Specialty coffee retailers sell higher quality coffee at premium prices. Now, premium coffees have been introduced into other distribution channels to sell below specialty coffee retailer prices, undercutting the exclusive advantage coffee retailers once had. Specialty coffee sales grew 38% from $7.76 billion in 2000 to $10.71 billion in 2001, comprising 30% of the total U.S. coffee market. The specialty coffee market is characterized by being high fragmented with one large player, several mid-tier companies, and thousands of small regional companies.
Before the success of the specialty coffee retailers in the 90’s, coffee was a breakfast drink and choices were caffeinated or decaffeinated. The incredible success of the specialty coffee retailer can be attributed to introducing coffee as a social drink and providing the consumer with new unimagined choices of coffee drinks while introducing and conditioning the consumer to the taste of specialty coffees.
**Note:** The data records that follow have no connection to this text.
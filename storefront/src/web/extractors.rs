// storefront/src/web/extractors.rs

//! Bearer-token extractors. Tokens are HS256 JWTs issued by the identity
//! provider with audience `authenticated`; `sub` is the user id. The admin
//! role is looked up in `user_roles`, never trusted from the token.

use crate::errors::AppError;
use crate::models::profile::AppRole;
use crate::state::AppState;
use actix_web::dev::Payload;
use actix_web::http::header;
use actix_web::{web, FromRequest, HttpRequest};
use futures_util::future::{ready, LocalBoxFuture, Ready};
use jsonwebtoken::{decode, Algorithm, DecodingKey, Validation};
use serde::{Deserialize, Serialize};
use tracing::{debug, warn};
use uuid::Uuid;

pub const TOKEN_AUDIENCE: &str = "authenticated";

#[derive(Debug, Serialize, Deserialize)]
pub struct TokenClaims {
  pub sub: String,
  #[serde(default)]
  pub role: String,
  pub aud: String,
  pub exp: usize,
  #[serde(default, skip_serializing_if = "Option::is_none")]
  pub email: Option<String>,
}

#[derive(Debug, Clone)]
pub struct AuthenticatedUser {
  pub user_id: Uuid,
  pub email: Option<String>,
}

/// Present when a valid bearer token was sent; an absent header is not an error.
#[derive(Debug, Clone)]
pub struct OptionalUser(pub Option<AuthenticatedUser>);

#[derive(Debug, Clone)]
pub struct AdminUser(pub AuthenticatedUser);

fn decode_token(token: &str, secret: &str) -> Result<AuthenticatedUser, AppError> {
  let mut validation = Validation::new(Algorithm::HS256);
  validation.set_audience(&[TOKEN_AUDIENCE]);
  let data = decode::<TokenClaims>(token, &DecodingKey::from_secret(secret.as_bytes()), &validation).map_err(|e| {
    debug!(error = %e, "Bearer token rejected.");
    AppError::Auth("Invalid or expired token".to_string())
  })?;
  let user_id = Uuid::parse_str(&data.claims.sub).map_err(|_| AppError::Auth("Invalid token subject".to_string()))?;
  Ok(AuthenticatedUser {
    user_id,
    email: data.claims.email,
  })
}

fn bearer(req: &HttpRequest) -> Option<&str> {
  req
    .headers()
    .get(header::AUTHORIZATION)?
    .to_str()
    .ok()?
    .strip_prefix("Bearer ")
    .map(str::trim)
}

fn app_state(req: &HttpRequest) -> Result<web::Data<AppState>, AppError> {
  req
    .app_data::<web::Data<AppState>>()
    .cloned()
    .ok_or_else(|| AppError::Internal("Application state missing".to_string()))
}

fn authenticate(req: &HttpRequest) -> Result<AuthenticatedUser, AppError> {
  let state = app_state(req)?;
  let token = bearer(req).ok_or_else(|| AppError::Auth("Authentication required".to_string()))?;
  decode_token(token, &state.config.jwt_secret)
}

impl FromRequest for AuthenticatedUser {
  type Error = AppError;
  type Future = Ready<Result<Self, Self::Error>>;

  fn from_request(req: &HttpRequest, _payload: &mut Payload) -> Self::Future {
    ready(authenticate(req))
  }
}

impl FromRequest for OptionalUser {
  type Error = AppError;
  type Future = Ready<Result<Self, Self::Error>>;

  fn from_request(req: &HttpRequest, _payload: &mut Payload) -> Self::Future {
    if bearer(req).is_none() {
      return ready(Ok(OptionalUser(None)));
    }
    // A token that is present but invalid is still rejected.
    ready(authenticate(req).map(|user| OptionalUser(Some(user))))
  }
}

impl FromRequest for AdminUser {
  type Error = AppError;
  type Future = LocalBoxFuture<'static, Result<Self, Self::Error>>;

  fn from_request(req: &HttpRequest, _payload: &mut Payload) -> Self::Future {
    let authenticated = authenticate(req);
    let state = app_state(req);
    Box::pin(async move {
      let user = authenticated?;
      let roles = state?.store.roles_for(user.user_id).await?;
      if !roles.contains(&AppRole::Admin) {
        warn!(user_id = %user.user_id, "Non-admin attempted an admin route.");
        return Err(AppError::Forbidden("Admin access required".to_string()));
      }
      Ok(AdminUser(user))
    })
  }
}
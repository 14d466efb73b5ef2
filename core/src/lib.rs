// src/lib.rs

//! Hatua: a small asynchronous step-flow engine.
//!
//! A [`Flow`] is an ordered list of named steps that all operate on one shared,
//! lockable context ([`FlowCtx`]). Each step can carry:
//!  - `before`, `on` and `after` handler lists, run in that order.
//!  - An `optional` flag (an optional step without handlers is skipped silently).
//!  - A skip condition evaluated against the context right before the step.
//!
//! Handlers are async and return [`Control::Next`] to keep going or
//! [`Control::Halt`] to end the run early. A [`FlowRegistry`] keeps one flow per
//! context type so callers can run "the flow for this context" without holding
//! on to the flow itself.

pub mod context;
pub mod control;
pub mod error;
pub mod flow;
pub mod registry;
pub mod step;

pub use crate::context::FlowCtx;
pub use crate::control::{Control, Outcome};
pub use crate::error::{FlowError, FlowResult};
pub use crate::flow::{Flow, Handler};
pub use crate::registry::FlowRegistry;
pub use crate::step::{SkipIf, StepSpec};

/*
    Typical wiring:
    1. Define a context struct `MyCtx` holding the inputs and outputs of one run.
    2. Create a `Flow<MyCtx, MyError>` from a list of `StepSpec`s.
    3. Attach async handlers with `.on()`, `.before()`, `.after()`.
    4. Register the flow with a `FlowRegistry<MyError>` at startup.
    5. Per request: `registry.run(FlowCtx::new(my_ctx)).await`, then read the
       results back out of the same `FlowCtx`.
*/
Trends within the Industry:
- In the U.S., Specialty coffee sales grew 38% from $7.76 billion in 2000 to $10.71 billion in 2001, comprising 30% of the market. Thanks in large part to the marketing efforts of Starbucks, specialty coffee has become mainstream. It is the primary growth driver in the otherwise flat or declining coffee industry. Specialty coffee, which was once limited to coffee shops, is now available in a wide variety of mass-market channels.
- Specialty coffee is moving into mass-market channels. Coffee is no longer being viewed as just a breakfast beverage; it is now a social beverage, and people like to drink premium branded coffee throughout the day.
This has spurred partnerships with convenience stores and service companies that provide coffee to offices and throughout the hospitality industry. There is also a change in the type and quality of vending machines. Coffee vending companies are converting their vending machines to branded coffee.
4.3.1 Competition and Buying Patterns
Beanisimo Coffee several different competitors:
- Allan Brothers: This Oregon based company operates as both a roaster as well as running coffee houses in Salem, Eugene, and Corvalis. The price point for their coffee is midway. The quality is decent, particularly at its price point.
- Caffetto: This company widely distributes their roasted coffee throughout the Willamette River Valley. The quality and price point is pretty low. This company’s coffees are attractive if the customer is very price sensitive and need an inexpensive product.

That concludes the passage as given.